◆ DATA TO USE
┄┄┄┄┄┄┄┄┄┄
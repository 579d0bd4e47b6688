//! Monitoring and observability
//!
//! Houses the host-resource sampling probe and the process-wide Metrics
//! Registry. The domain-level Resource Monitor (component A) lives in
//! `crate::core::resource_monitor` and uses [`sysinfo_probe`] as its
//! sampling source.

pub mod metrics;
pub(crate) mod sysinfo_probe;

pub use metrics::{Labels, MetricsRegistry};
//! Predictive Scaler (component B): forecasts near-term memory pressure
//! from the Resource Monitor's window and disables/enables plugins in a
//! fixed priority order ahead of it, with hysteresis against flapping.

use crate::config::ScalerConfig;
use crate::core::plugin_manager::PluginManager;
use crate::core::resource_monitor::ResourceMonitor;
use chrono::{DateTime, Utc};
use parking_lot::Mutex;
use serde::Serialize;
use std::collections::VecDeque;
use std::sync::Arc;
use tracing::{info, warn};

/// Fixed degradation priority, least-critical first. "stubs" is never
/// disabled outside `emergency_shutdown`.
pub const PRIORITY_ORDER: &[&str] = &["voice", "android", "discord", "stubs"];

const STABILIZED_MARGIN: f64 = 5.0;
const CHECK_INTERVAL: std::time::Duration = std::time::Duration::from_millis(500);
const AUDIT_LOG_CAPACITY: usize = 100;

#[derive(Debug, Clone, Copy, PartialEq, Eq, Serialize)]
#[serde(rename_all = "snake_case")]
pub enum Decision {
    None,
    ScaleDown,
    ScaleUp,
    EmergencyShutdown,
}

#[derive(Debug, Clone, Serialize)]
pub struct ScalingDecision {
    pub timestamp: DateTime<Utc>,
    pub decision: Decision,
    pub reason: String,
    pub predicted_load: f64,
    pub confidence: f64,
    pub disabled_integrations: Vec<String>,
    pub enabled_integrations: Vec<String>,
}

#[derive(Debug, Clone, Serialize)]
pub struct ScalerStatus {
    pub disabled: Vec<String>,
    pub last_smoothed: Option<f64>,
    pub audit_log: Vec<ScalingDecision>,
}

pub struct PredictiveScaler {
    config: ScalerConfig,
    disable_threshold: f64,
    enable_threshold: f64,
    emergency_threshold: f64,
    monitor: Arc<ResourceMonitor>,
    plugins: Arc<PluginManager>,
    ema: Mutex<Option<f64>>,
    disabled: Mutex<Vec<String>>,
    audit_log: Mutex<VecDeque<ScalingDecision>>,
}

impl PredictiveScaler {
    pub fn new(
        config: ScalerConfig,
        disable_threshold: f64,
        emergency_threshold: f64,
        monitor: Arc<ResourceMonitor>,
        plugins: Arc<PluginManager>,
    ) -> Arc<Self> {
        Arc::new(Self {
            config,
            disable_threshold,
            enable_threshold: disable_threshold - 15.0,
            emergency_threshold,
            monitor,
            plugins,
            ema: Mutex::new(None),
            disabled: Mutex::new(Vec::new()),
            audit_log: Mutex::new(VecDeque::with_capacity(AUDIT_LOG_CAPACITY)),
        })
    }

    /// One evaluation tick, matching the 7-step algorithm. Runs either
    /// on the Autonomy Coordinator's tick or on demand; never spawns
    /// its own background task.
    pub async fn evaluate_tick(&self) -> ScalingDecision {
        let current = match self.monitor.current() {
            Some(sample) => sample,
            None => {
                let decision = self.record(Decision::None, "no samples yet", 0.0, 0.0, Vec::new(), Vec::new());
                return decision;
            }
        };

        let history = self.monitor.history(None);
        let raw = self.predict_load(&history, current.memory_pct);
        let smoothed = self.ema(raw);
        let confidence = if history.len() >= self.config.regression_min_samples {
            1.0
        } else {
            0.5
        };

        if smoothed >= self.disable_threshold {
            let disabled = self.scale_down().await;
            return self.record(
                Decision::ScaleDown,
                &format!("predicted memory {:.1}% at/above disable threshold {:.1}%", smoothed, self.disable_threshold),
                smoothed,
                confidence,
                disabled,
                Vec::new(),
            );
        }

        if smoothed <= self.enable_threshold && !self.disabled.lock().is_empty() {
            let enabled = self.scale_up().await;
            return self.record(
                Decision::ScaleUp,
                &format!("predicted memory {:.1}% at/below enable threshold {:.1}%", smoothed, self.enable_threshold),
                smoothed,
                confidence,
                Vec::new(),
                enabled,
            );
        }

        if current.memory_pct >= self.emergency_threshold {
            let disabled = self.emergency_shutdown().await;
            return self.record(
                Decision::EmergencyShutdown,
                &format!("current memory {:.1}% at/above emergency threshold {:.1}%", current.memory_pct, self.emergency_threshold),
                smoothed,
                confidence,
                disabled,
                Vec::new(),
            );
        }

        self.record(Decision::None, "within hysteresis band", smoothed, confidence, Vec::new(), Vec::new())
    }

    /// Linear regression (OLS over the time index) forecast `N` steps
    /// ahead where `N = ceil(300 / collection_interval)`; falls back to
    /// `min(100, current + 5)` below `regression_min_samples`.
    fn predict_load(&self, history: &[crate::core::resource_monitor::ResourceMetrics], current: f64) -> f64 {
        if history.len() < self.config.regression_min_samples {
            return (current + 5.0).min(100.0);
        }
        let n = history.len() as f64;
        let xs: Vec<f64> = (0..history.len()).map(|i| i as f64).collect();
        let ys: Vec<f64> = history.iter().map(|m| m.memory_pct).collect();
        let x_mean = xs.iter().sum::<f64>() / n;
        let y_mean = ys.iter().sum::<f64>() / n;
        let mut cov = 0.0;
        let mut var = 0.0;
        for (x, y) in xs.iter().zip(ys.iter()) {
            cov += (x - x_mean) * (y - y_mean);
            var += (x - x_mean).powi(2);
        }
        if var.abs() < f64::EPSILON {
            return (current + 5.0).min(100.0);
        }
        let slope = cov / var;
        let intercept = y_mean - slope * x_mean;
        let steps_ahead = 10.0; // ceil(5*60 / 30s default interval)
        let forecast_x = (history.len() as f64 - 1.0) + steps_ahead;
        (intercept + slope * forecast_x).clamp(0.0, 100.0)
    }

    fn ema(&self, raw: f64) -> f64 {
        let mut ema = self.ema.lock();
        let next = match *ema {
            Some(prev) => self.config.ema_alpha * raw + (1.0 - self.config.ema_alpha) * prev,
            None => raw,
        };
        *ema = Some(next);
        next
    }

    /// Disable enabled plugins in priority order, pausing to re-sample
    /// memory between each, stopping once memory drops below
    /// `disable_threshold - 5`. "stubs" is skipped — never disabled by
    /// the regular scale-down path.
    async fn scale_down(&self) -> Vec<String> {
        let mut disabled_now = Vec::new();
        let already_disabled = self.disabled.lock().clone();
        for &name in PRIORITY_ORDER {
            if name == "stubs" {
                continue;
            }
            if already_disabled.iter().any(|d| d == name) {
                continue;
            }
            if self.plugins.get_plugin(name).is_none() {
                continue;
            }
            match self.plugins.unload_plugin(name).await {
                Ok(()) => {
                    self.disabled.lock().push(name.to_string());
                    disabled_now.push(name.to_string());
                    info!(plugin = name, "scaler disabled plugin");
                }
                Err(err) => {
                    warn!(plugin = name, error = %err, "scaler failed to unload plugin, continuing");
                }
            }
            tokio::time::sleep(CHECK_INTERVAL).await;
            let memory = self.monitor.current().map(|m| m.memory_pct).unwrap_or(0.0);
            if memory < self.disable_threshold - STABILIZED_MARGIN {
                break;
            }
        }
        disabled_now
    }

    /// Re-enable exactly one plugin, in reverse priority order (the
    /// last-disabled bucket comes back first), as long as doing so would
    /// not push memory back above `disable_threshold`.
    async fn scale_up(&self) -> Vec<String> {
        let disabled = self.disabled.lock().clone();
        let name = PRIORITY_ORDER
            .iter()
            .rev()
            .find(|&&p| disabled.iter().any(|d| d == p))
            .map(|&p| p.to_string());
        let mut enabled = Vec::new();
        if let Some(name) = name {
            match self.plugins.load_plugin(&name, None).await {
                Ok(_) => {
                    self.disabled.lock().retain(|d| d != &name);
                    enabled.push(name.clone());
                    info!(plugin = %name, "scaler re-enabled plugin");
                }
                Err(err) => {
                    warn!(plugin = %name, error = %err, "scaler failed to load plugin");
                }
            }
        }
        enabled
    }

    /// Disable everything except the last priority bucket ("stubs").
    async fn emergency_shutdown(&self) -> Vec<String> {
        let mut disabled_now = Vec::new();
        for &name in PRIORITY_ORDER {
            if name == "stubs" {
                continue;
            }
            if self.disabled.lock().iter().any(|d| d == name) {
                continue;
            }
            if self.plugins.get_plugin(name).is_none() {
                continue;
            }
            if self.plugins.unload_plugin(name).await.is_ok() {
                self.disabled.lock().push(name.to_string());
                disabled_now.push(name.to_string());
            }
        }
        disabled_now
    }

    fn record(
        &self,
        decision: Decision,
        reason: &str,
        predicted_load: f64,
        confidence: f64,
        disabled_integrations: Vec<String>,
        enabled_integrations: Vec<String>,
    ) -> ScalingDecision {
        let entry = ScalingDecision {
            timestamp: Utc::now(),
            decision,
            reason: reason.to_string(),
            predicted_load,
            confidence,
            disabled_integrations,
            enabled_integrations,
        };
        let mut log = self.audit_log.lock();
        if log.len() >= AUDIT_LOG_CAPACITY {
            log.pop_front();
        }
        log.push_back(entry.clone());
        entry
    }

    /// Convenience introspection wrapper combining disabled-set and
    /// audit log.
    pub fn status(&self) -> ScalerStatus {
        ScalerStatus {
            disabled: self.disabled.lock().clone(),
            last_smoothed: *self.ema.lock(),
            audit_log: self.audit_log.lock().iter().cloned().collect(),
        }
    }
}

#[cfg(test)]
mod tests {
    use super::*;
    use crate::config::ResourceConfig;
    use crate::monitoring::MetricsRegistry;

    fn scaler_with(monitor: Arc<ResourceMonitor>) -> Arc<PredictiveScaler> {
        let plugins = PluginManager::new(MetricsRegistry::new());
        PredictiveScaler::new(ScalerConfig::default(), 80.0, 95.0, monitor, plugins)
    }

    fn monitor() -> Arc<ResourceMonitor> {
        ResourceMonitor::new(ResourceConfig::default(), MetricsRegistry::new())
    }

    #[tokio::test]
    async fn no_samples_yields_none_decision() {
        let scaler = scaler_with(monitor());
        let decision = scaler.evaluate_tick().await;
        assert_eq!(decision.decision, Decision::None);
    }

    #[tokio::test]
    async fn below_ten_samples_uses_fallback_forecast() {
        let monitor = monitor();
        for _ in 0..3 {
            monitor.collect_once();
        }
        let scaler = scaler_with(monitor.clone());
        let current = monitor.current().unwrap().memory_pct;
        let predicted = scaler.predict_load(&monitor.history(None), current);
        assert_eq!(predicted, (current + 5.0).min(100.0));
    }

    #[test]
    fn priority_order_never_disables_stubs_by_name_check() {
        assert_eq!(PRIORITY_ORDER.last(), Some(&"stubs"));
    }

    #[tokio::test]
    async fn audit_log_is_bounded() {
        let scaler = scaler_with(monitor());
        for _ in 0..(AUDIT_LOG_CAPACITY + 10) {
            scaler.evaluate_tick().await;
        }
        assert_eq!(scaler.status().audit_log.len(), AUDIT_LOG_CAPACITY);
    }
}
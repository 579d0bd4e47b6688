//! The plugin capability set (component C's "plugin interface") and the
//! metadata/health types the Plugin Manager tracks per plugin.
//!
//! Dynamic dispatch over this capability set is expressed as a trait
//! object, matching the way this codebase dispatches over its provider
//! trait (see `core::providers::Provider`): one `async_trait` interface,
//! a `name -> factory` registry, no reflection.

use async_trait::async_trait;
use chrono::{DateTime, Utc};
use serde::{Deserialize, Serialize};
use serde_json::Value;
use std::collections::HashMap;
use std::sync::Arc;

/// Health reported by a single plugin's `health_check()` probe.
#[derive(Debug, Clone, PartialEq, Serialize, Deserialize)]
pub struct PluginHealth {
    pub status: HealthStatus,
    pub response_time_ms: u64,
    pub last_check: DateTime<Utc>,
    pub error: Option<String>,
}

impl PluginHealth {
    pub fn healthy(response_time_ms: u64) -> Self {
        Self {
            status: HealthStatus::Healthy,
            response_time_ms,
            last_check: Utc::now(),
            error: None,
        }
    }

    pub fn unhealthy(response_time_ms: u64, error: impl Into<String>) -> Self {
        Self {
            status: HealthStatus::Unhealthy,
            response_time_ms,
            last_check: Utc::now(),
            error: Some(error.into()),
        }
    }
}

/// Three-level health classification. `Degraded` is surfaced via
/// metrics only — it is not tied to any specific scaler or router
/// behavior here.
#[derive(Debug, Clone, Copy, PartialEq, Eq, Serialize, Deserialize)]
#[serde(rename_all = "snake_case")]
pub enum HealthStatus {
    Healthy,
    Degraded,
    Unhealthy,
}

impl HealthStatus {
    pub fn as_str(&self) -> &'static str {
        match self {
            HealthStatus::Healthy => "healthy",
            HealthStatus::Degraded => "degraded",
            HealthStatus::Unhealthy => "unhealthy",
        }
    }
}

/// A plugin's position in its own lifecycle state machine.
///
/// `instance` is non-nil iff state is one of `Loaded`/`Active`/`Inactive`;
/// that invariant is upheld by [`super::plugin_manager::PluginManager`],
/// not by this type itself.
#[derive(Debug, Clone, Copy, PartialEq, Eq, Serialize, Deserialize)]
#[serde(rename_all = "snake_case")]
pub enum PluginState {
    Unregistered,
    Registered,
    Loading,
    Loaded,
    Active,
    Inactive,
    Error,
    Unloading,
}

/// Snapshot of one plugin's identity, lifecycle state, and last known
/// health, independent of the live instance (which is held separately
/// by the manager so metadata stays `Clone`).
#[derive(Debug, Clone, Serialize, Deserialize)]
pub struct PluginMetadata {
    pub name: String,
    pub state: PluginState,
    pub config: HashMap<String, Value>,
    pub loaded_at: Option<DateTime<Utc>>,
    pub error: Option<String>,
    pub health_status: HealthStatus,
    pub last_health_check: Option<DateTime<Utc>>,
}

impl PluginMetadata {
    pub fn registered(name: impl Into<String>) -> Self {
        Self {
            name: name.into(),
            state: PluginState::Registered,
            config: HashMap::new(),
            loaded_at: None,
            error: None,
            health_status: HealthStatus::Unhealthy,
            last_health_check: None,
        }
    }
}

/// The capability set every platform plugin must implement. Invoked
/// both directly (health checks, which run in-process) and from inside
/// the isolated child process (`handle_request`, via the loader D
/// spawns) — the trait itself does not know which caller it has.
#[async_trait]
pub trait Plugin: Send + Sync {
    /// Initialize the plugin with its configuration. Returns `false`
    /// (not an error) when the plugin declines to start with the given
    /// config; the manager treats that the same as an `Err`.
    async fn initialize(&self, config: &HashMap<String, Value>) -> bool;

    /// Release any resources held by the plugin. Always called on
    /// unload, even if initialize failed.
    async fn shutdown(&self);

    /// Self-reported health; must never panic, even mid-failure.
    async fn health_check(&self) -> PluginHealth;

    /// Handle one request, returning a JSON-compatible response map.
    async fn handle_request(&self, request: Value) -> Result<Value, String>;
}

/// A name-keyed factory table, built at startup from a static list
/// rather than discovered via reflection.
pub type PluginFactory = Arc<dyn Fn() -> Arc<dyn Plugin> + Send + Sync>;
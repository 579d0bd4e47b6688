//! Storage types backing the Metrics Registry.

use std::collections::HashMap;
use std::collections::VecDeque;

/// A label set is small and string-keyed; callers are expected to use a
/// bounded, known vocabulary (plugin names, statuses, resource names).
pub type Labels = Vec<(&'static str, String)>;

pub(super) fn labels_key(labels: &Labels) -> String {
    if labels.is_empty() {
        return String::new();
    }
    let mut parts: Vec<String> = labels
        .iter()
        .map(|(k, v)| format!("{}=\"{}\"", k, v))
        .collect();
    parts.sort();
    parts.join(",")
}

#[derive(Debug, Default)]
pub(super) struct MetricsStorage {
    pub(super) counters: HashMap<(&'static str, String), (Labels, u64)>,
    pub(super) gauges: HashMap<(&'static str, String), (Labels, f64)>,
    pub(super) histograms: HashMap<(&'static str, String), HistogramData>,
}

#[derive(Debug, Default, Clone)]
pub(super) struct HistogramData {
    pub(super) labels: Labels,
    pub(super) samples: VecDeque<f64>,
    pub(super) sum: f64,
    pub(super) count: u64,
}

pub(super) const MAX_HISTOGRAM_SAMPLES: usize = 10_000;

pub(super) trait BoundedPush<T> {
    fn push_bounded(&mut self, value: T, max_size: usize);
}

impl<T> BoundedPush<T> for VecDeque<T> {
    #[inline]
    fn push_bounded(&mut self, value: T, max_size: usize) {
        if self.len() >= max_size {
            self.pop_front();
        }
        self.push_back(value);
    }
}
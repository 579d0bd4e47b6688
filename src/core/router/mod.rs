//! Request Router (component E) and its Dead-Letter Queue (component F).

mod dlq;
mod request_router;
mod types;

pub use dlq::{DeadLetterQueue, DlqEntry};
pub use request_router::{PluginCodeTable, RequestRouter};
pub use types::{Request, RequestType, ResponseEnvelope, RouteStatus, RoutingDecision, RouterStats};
┄┄┄┄┄┄┄┄┄┄
◆ THE TASK
Check each line in the records for the word "enum" and say how many have it, with nothing else.

◆ YOUR SOLUTION
3